Entry updated 15 April 2024. Tagged: Comics, Publication.

US Comic (1957-1958). Six issues. Western Tales Inc. Artists include Jack Kirby, Joe Simon and Doug Wildey. Script writers include Jack Kirby and Jack Oleck. Four long strips (4-6 pages) and three or four short (1-2 pages) strips or text stories per issue.

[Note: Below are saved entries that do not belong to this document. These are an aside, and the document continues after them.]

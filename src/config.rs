//! Durable JSON-backed record of registered apps and global settings.
//!
//! The config lives in a single pretty-printed file (default `~/.quayrc`).
//! Loading migrates legacy camelCase field names in place, seeds the root
//! directory tree, and every other component reads and writes through the
//! resulting [`ConfigStore`]. Writes go temp-then-rename so a partial write
//! never clobbers the previous valid state.

use std::collections::BTreeMap;
use std::path::{Path, PathBuf};

use serde::{Deserialize, Serialize};
use serde_json::Value;

use crate::errors::QuayError;

/// Per-app options supplied at creation time. All fields are optional;
/// absence of `remote` means the app is deployed by direct git push.
#[derive(Debug, Clone, Default, Serialize, Deserialize)]
pub struct AppOptions {
    #[serde(default, skip_serializing_if = "Option::is_none")]
    pub remote: Option<String>,
    #[serde(default, skip_serializing_if = "Option::is_none")]
    pub branch: Option<String>,
    #[serde(default, skip_serializing_if = "Option::is_none")]
    pub port: Option<u16>,
    #[serde(default, skip_serializing_if = "Option::is_none")]
    pub script: Option<String>,
    #[serde(default, skip_serializing_if = "Option::is_none")]
    pub node_env: Option<String>,
    #[serde(default, skip_serializing_if = "Option::is_none")]
    pub min_uptime: Option<u64>,
    #[serde(default, skip_serializing_if = "Option::is_none")]
    pub max_restarts: Option<u32>,
    /// Anything else the user put in the config; passed through to the
    /// supervisor minus control-only keys.
    #[serde(flatten)]
    pub extra: serde_json::Map<String, Value>,
}

/// Settings for the excluded dashboard front-end. Opaque to the core apart
/// from the port.
#[derive(Debug, Clone, Default, Serialize, Deserialize)]
pub struct WebConfig {
    #[serde(default, skip_serializing_if = "Option::is_none")]
    pub port: Option<u16>,
    #[serde(default, skip_serializing_if = "Option::is_none")]
    pub username: Option<String>,
    #[serde(default, skip_serializing_if = "Option::is_none")]
    pub password: Option<String>,
    #[serde(default)]
    pub jsonp: bool,
    #[serde(flatten)]
    pub extra: serde_json::Map<String, Value>,
}

#[derive(Debug, Clone, Serialize, Deserialize)]
pub struct GlobalConfig {
    #[serde(default = "default_root")]
    pub root: PathBuf,
    #[serde(default)]
    pub apps: BTreeMap<String, AppOptions>,
    #[serde(default)]
    pub web: WebConfig,
    #[serde(default)]
    pub env: BTreeMap<String, String>,
    #[serde(default, skip_serializing_if = "Option::is_none")]
    pub node_env: Option<String>,
    #[serde(default = "default_script")]
    pub default_script: String,
    #[serde(default, skip_serializing_if = "Option::is_none")]
    pub min_uptime: Option<u64>,
    #[serde(default, skip_serializing_if = "Option::is_none")]
    pub max_restarts: Option<u32>,
    #[serde(default = "default_supervisor_url")]
    pub supervisor_url: String,
    #[serde(flatten)]
    pub extra: serde_json::Map<String, Value>,
}

fn default_root() -> PathBuf {
    dirs::home_dir()
        .unwrap_or_else(|| PathBuf::from("."))
        .join("quay")
}

fn default_script() -> String {
    "app.js".to_string()
}

fn default_supervisor_url() -> String {
    "http://127.0.0.1:9615".to_string()
}

impl Default for GlobalConfig {
    fn default() -> Self {
        Self {
            root: default_root(),
            apps: BTreeMap::new(),
            web: WebConfig::default(),
            env: BTreeMap::new(),
            node_env: None,
            default_script: default_script(),
            min_uptime: None,
            max_restarts: None,
            supervisor_url: default_supervisor_url(),
            extra: serde_json::Map::new(),
        }
    }
}

/// Config file location: `QUAY_CONF` if set, else `~/.quayrc`.
pub fn default_config_path() -> PathBuf {
    if let Ok(path) = std::env::var("QUAY_CONF") {
        return PathBuf::from(path);
    }
    dirs::home_dir()
        .unwrap_or_else(|| PathBuf::from("."))
        .join(".quayrc")
}

/// Legacy field names and their current replacements, renamed at every
/// nesting level on load.
const LEGACY_FIELDS: [(&str, &str); 7] = [
    ("nodeEnv", "node_env"),
    ("defaultScript", "default_script"),
    ("fileOutput", "out_file"),
    ("fileError", "error_file"),
    ("pidFile", "pid_file"),
    ("minUptime", "min_uptime"),
    ("maxRestarts", "max_restarts"),
];

#[derive(Debug)]
pub struct ConfigStore {
    path: PathBuf,
    config: GlobalConfig,
}

impl ConfigStore {
    /// Load the config file, migrating legacy keys and seeding the root
    /// directory tree. An absent file is treated as empty; unparseable
    /// content fails with `ConfigCorrupt`.
    pub fn open(path: impl Into<PathBuf>) -> Result<Self, QuayError> {
        let path = path.into();
        let mut value = match std::fs::read_to_string(&path) {
            Ok(raw) => {
                serde_json::from_str(&raw).map_err(|source| QuayError::ConfigCorrupt {
                    path: path.clone(),
                    source,
                })?
            }
            Err(err) if err.kind() == std::io::ErrorKind::NotFound => {
                Value::Object(serde_json::Map::new())
            }
            Err(err) => return Err(err.into()),
        };

        let migrated = migrate_keys(&mut value);
        let mut config: GlobalConfig =
            serde_json::from_value(value).map_err(|source| QuayError::ConfigCorrupt {
                path: path.clone(),
                source,
            })?;

        // Root override for tests and ad-hoc deployments.
        if let Ok(root) = std::env::var("QUAY_ROOT_DIR") {
            config.root = PathBuf::from(root);
        }

        let store = Self { path, config };
        if migrated {
            // Persist the migrated form so migration runs at most once.
            store.save()?;
        }
        store.ensure_root_dirs()?;
        Ok(store)
    }

    pub fn config(&self) -> &GlobalConfig {
        &self.config
    }

    pub fn config_mut(&mut self) -> &mut GlobalConfig {
        &mut self.config
    }

    pub fn path(&self) -> &Path {
        &self.path
    }

    /// Serialize the full in-memory structure back to disk, pretty-printed
    /// with 4-space indent, via a temp file in the same directory.
    pub fn save(&self) -> Result<(), QuayError> {
        let data = to_pretty_json(&self.config)?;
        let tmp = self.path.with_extension("tmp");
        std::fs::write(&tmp, data)?;
        std::fs::rename(&tmp, &self.path)?;
        Ok(())
    }

    /// Re-read from disk, discarding unsaved in-memory mutations. Lets
    /// long-lived processes pick up external edits.
    pub fn reload(&mut self) -> Result<&GlobalConfig, QuayError> {
        *self = Self::open(self.path.clone())?;
        Ok(&self.config)
    }

    fn ensure_root_dirs(&self) -> Result<(), QuayError> {
        std::fs::create_dir_all(&self.config.root)?;
        std::fs::create_dir_all(self.config.root.join("apps"))?;
        std::fs::create_dir_all(self.config.root.join("repos"))?;
        Ok(())
    }
}

/// Rename legacy fields at every nesting level. Returns whether anything
/// changed; a second pass over migrated data is a no-op.
pub fn migrate_keys(value: &mut Value) -> bool {
    let Value::Object(map) = value else {
        return false;
    };
    let mut changed = false;
    for (old, new) in LEGACY_FIELDS {
        if let Some(v) = map.remove(old) {
            map.insert(new.to_string(), v);
            changed = true;
        }
    }
    let nested: Vec<String> = map
        .iter()
        .filter(|(_, v)| v.is_object())
        .map(|(k, _)| k.clone())
        .collect();
    for key in nested {
        if let Some(v) = map.get_mut(&key) {
            changed |= migrate_keys(v);
        }
    }
    changed
}

fn to_pretty_json<T: Serialize>(value: &T) -> Result<String, QuayError> {
    let mut buf = Vec::new();
    let formatter = serde_json::ser::PrettyFormatter::with_indent(b"    ");
    let mut ser = serde_json::Serializer::with_formatter(&mut buf, formatter);
    value
        .serialize(&mut ser)
        .map_err(|e| QuayError::Other(e.into()))?;
    String::from_utf8(buf).map_err(|e| QuayError::Other(e.into()))
}
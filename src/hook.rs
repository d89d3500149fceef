//! Deployment hook templating.
//!
//! One fixed shell template with two placeholders ({{quay_dir}} and
//! {{app}}), rendered at provisioning time into a repo's post-receive slot
//! and at webhook time into a temporary script. Substitution is verbatim;
//! app names are validated against an allow-list at registration so shell
//! metacharacters never reach the template.

use std::path::Path;

use crate::errors::QuayError;

pub const HOOK_TEMPLATE: &str = include_str!("../hooks/post-receive");

/// Substitute the root directory and app name into the template.
pub fn render(root: &Path, app: &str) -> String {
    HOOK_TEMPLATE
        .replace("{{quay_dir}}", &root.to_string_lossy())
        .replace("{{app}}", app)
}

/// Render with the deployed branch substituted for the default. Used on
/// the webhook path where the app config may pin a non-master branch.
pub fn render_with_branch(root: &Path, app: &str, branch: Option<&str>) -> String {
    let script = render(root, app);
    match branch {
        Some(branch) => script.replace("origin/master", &format!("origin/{branch}")),
        None => script,
    }
}

/// Install the rendered hook into a bare repo's post-receive slot,
/// executable by all.
pub fn install(repo_path: &Path, root: &Path, app: &str) -> Result<(), QuayError> {
    let hook_path = repo_path.join("hooks").join("post-receive");
    std::fs::write(&hook_path, render(root, app))?;
    make_executable(&hook_path)?;
    Ok(())
}

pub(crate) fn make_executable(path: &Path) -> std::io::Result<()> {
    #[cfg(unix)]
    {
        use std::os::unix::fs::PermissionsExt;
        let mut perms = std::fs::metadata(path)?.permissions();
        perms.set_mode(0o777);
        std::fs::set_permissions(path, perms)?;
    }
    Ok(())
}
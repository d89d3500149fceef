//! RPC façade over the external process supervisor daemon.
//!
//! The supervisor keeps application processes alive on its own; this module
//! only lists, starts, stops, deletes and restarts instances by id. The
//! [`Supervisor`] trait is the seam: production talks HTTP/JSON to the
//! daemon, tests substitute [`MemorySupervisor`]. Instance status is
//! structured rather than string-matched; transitional states the daemon
//! reports are carried verbatim in `Other`.

use std::collections::BTreeMap;
use std::path::PathBuf;

use async_trait::async_trait;
use serde::{Deserialize, Serialize};
use serde_json::Value;
use thiserror::Error;

#[derive(Debug, Error)]
pub enum SupervisorError {
    #[error("supervisor request failed: {0}")]
    Transport(#[from] reqwest::Error),

    #[error("supervisor rejected request: {0}")]
    Rejected(String),

    #[error("no such instance: {0}")]
    UnknownInstance(u64),
}

/// Lifecycle status of one running unit, as reported by the supervisor.
#[derive(Debug, Clone, PartialEq, Eq, Serialize, Deserialize)]
#[serde(from = "String", into = "String")]
pub enum InstanceStatus {
    Running,
    Stopped,
    Other(String),
}

impl From<String> for InstanceStatus {
    fn from(s: String) -> Self {
        match s.as_str() {
            "running" => InstanceStatus::Running,
            "stopped" => InstanceStatus::Stopped,
            _ => InstanceStatus::Other(s),
        }
    }
}

impl From<InstanceStatus> for String {
    fn from(status: InstanceStatus) -> Self {
        match status {
            InstanceStatus::Running => "running".into(),
            InstanceStatus::Stopped => "stopped".into(),
            InstanceStatus::Other(s) => s,
        }
    }
}

impl InstanceStatus {
    /// Anything the supervisor has not confirmed stopped counts as live,
    /// including transitional states like "launching".
    pub fn is_live(&self) -> bool {
        !matches!(self, InstanceStatus::Stopped)
    }
}

/// One running unit. A live view from the daemon, never cached across
/// calls.
#[derive(Debug, Clone, Serialize, Deserialize)]
pub struct ProcessInstance {
    pub id: u64,
    pub name: String,
    pub status: InstanceStatus,
}

/// Per-app start request submitted to the supervisor.
#[derive(Debug, Clone, Serialize, Deserialize)]
pub struct StartConfig {
    pub name: String,
    pub script: PathBuf,
    #[serde(default)]
    pub env: BTreeMap<String, String>,
    #[serde(default, skip_serializing_if = "Option::is_none")]
    pub min_uptime: Option<u64>,
    #[serde(default, skip_serializing_if = "Option::is_none")]
    pub max_restarts: Option<u32>,
    /// Remaining user options forwarded untouched.
    #[serde(flatten)]
    pub options: serde_json::Map<String, Value>,
}

#[async_trait]
pub trait Supervisor: Send + Sync {
    async fn get_monitor_data(&self) -> Result<Vec<ProcessInstance>, SupervisorError>;
    async fn start(&self, config: StartConfig) -> Result<(), SupervisorError>;
    async fn stop_instance(&self, id: u64) -> Result<(), SupervisorError>;
    async fn delete_instance(&self, id: u64) -> Result<(), SupervisorError>;
    async fn restart_instance(&self, id: u64) -> Result<(), SupervisorError>;
}

/// HTTP/JSON client for the already-running supervisor daemon.
pub struct HttpSupervisor {
    base: String,
    client: reqwest::Client,
}

impl HttpSupervisor {
    pub fn new(base_url: impl Into<String>) -> Self {
        Self {
            base: base_url.into().trim_end_matches('/').to_string(),
            client: reqwest::Client::new(),
        }
    }

    fn url(&self, path: &str) -> String {
        format!("{}{}", self.base, path)
    }

    async fn check(&self, resp: reqwest::Response) -> Result<reqwest::Response, SupervisorError> {
        if resp.status().is_success() {
            Ok(resp)
        } else {
            let status = resp.status();
            let body = resp.text().await.unwrap_or_default();
            Err(SupervisorError::Rejected(format!("{status}: {body}")))
        }
    }
}

#[async_trait]
impl Supervisor for HttpSupervisor {
    async fn get_monitor_data(&self) -> Result<Vec<ProcessInstance>, SupervisorError> {
        let resp = self.client.get(self.url("/processes")).send().await?;
        Ok(self.check(resp).await?.json().await?)
    }

    async fn start(&self, config: StartConfig) -> Result<(), SupervisorError> {
        let resp = self
            .client
            .post(self.url("/processes"))
            .json(&config)
            .send()
            .await?;
        self.check(resp).await?;
        Ok(())
    }

    async fn stop_instance(&self, id: u64) -> Result<(), SupervisorError> {
        let resp = self
            .client
            .post(self.url(&format!("/processes/{id}/stop")))
            .send()
            .await?;
        self.check(resp).await?;
        Ok(())
    }

    async fn delete_instance(&self, id: u64) -> Result<(), SupervisorError> {
        let resp = self
            .client
            .delete(self.url(&format!("/processes/{id}")))
            .send()
            .await?;
        self.check(resp).await?;
        Ok(())
    }

    async fn restart_instance(&self, id: u64) -> Result<(), SupervisorError> {
        let resp = self
            .client
            .post(self.url(&format!("/processes/{id}/restart")))
            .send()
            .await?;
        self.check(resp).await?;
        Ok(())
    }
}

/// In-memory supervisor, used by the test suite and `--dry-run` style
/// tooling. Start requests become running instances immediately; stop
/// flips status, delete removes.
#[derive(Default)]
pub struct MemorySupervisor {
    inner: std::sync::Mutex<MemoryState>,
}

#[derive(Default)]
struct MemoryState {
    next_id: u64,
    instances: Vec<ProcessInstance>,
    starts: Vec<StartConfig>,
    restarts: Vec<u64>,
}

impl MemorySupervisor {
    pub fn new() -> Self {
        Self::default()
    }

    /// Start configs received so far, for assertions.
    pub fn start_requests(&self) -> Vec<StartConfig> {
        self.inner.lock().unwrap().starts.clone()
    }

    /// Instance ids restarted so far, for assertions.
    pub fn restarted_ids(&self) -> Vec<u64> {
        self.inner.lock().unwrap().restarts.clone()
    }

    /// Inject an instance directly, e.g. an orphan not owned by any
    /// registered app.
    pub fn inject(&self, name: &str, status: InstanceStatus) -> u64 {
        let mut state = self.inner.lock().unwrap();
        let id = state.next_id;
        state.next_id += 1;
        state.instances.push(ProcessInstance {
            id,
            name: name.to_string(),
            status,
        });
        id
    }
}

#[async_trait]
impl Supervisor for MemorySupervisor {
    async fn get_monitor_data(&self) -> Result<Vec<ProcessInstance>, SupervisorError> {
        Ok(self.inner.lock().unwrap().instances.clone())
    }

    async fn start(&self, config: StartConfig) -> Result<(), SupervisorError> {
        let mut state = self.inner.lock().unwrap();
        let id = state.next_id;
        state.next_id += 1;
        state.instances.push(ProcessInstance {
            id,
            name: config.name.clone(),
            status: InstanceStatus::Running,
        });
        state.starts.push(config);
        Ok(())
    }

    async fn stop_instance(&self, id: u64) -> Result<(), SupervisorError> {
        let mut state = self.inner.lock().unwrap();
        let inst = state
            .instances
            .iter_mut()
            .find(|i| i.id == id)
            .ok_or(SupervisorError::UnknownInstance(id))?;
        inst.status = InstanceStatus::Stopped;
        Ok(())
    }

    async fn delete_instance(&self, id: u64) -> Result<(), SupervisorError> {
        let mut state = self.inner.lock().unwrap();
        let before = state.instances.len();
        state.instances.retain(|i| i.id != id);
        if state.instances.len() == before {
            return Err(SupervisorError::UnknownInstance(id));
        }
        Ok(())
    }

    async fn restart_instance(&self, id: u64) -> Result<(), SupervisorError> {
        let mut state = self.inner.lock().unwrap();
        if !state.instances.iter().any(|i| i.id == id) {
            return Err(SupervisorError::UnknownInstance(id));
        }
        state.restarts.push(id);
        Ok(())
    }
}

#[cfg(test)]
mod tests {
    use super::*;

    #[test]
    fn status_decodes_known_and_transitional_states() {
        assert_eq!(
            InstanceStatus::from("running".to_string()),
            InstanceStatus::Running
        );
        assert_eq!(
            InstanceStatus::from("stopped".to_string()),
            InstanceStatus::Stopped
        );
        assert_eq!(
            InstanceStatus::from("launching".to_string()),
            InstanceStatus::Other("launching".into())
        );
    }

    #[test]
    fn transitional_states_count_as_live() {
        assert!(InstanceStatus::Running.is_live());
        assert!(InstanceStatus::Other("launching".into()).is_live());
        assert!(!InstanceStatus::Stopped.is_live());
    }

    #[test]
    fn status_roundtrips_through_json_verbatim() {
        let inst = ProcessInstance {
            id: 3,
            name: "foo".into(),
            status: InstanceStatus::Other("errored".into()),
        };
        let json = serde_json::to_string(&inst).unwrap();
        assert!(json.contains("\"errored\""));
        let back: ProcessInstance = serde_json::from_str(&json).unwrap();
        assert_eq!(back.status, InstanceStatus::Other("errored".into()));
    }

    #[tokio::test]
    async fn memory_supervisor_start_stop_delete_cycle() {
        let sup = MemorySupervisor::new();
        sup.start(StartConfig {
            name: "foo".into(),
            script: PathBuf::from("/srv/apps/foo/app.js"),
            env: BTreeMap::new(),
            min_uptime: None,
            max_restarts: None,
            options: serde_json::Map::new(),
        })
        .await
        .unwrap();

        let list = sup.get_monitor_data().await.unwrap();
        assert_eq!(list.len(), 1);
        assert!(list[0].status.is_live());

        sup.stop_instance(list[0].id).await.unwrap();
        let list = sup.get_monitor_data().await.unwrap();
        assert!(!list[0].status.is_live());

        sup.delete_instance(list[0].id).await.unwrap();
        assert!(sup.get_monitor_data().await.unwrap().is_empty());
    }

    #[tokio::test]
    async fn memory_supervisor_rejects_unknown_ids() {
        let sup = MemorySupervisor::new();
        let err = sup.restart_instance(99).await.unwrap_err();
        assert!(matches!(err, SupervisorError::UnknownInstance(99)));
    }
}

The first issue of this short-lived comic is very good. Highlights are "The Cadmus Seed", where biochemist Horace Googer develops tiny seeds which grow into plant-based humans (see Biology) who are immune to bullets: he plans to sell them as an army (and mentions the Greek legend of Cadmus, who sowed Dragon's teeth from which warriors grew – see Mythology). However Googer dies in an accident which also destroys most of his plant men: the few survivors become successful athletes (see Games and Sports). A bag of seeds containing several million tiny Googers is also found; the narrator decides not to plant them. In "The Fourth Dimension is a Many Splattered Thing!" a man pursues a petty thief through a kaleidoscopic screen, to become lost in a surreal landscape: the thief rescues him, and is revealed to be a beautiful Martian (see Mars) woman who travels through the fourth Dimension to steal Earth items for her planet's Museum of Curiosities. "The Last Enemy" has a Time-Travelling Scientist, whose Time Machine is a large red cube, arriving in 2514 CE to find an atomic War has finished off humanity. Dogs, cats and rats – all now bipedal, clothed and intelligent – are fighting for supremacy. The rats – who admire the Nazis (see World War Two) – capture him and demand the secrets of the atomic bomb (see Weapons); fortunately he is rescued by a mechanical mole that takes him to the dog HQ. The dogs prove benevolent, having persuaded the other mammals to join them: they hope to win over the cats too – but not the "cruel, vicious and exceedingly smart" rats. The man gives the dogs details of the atomic bomb.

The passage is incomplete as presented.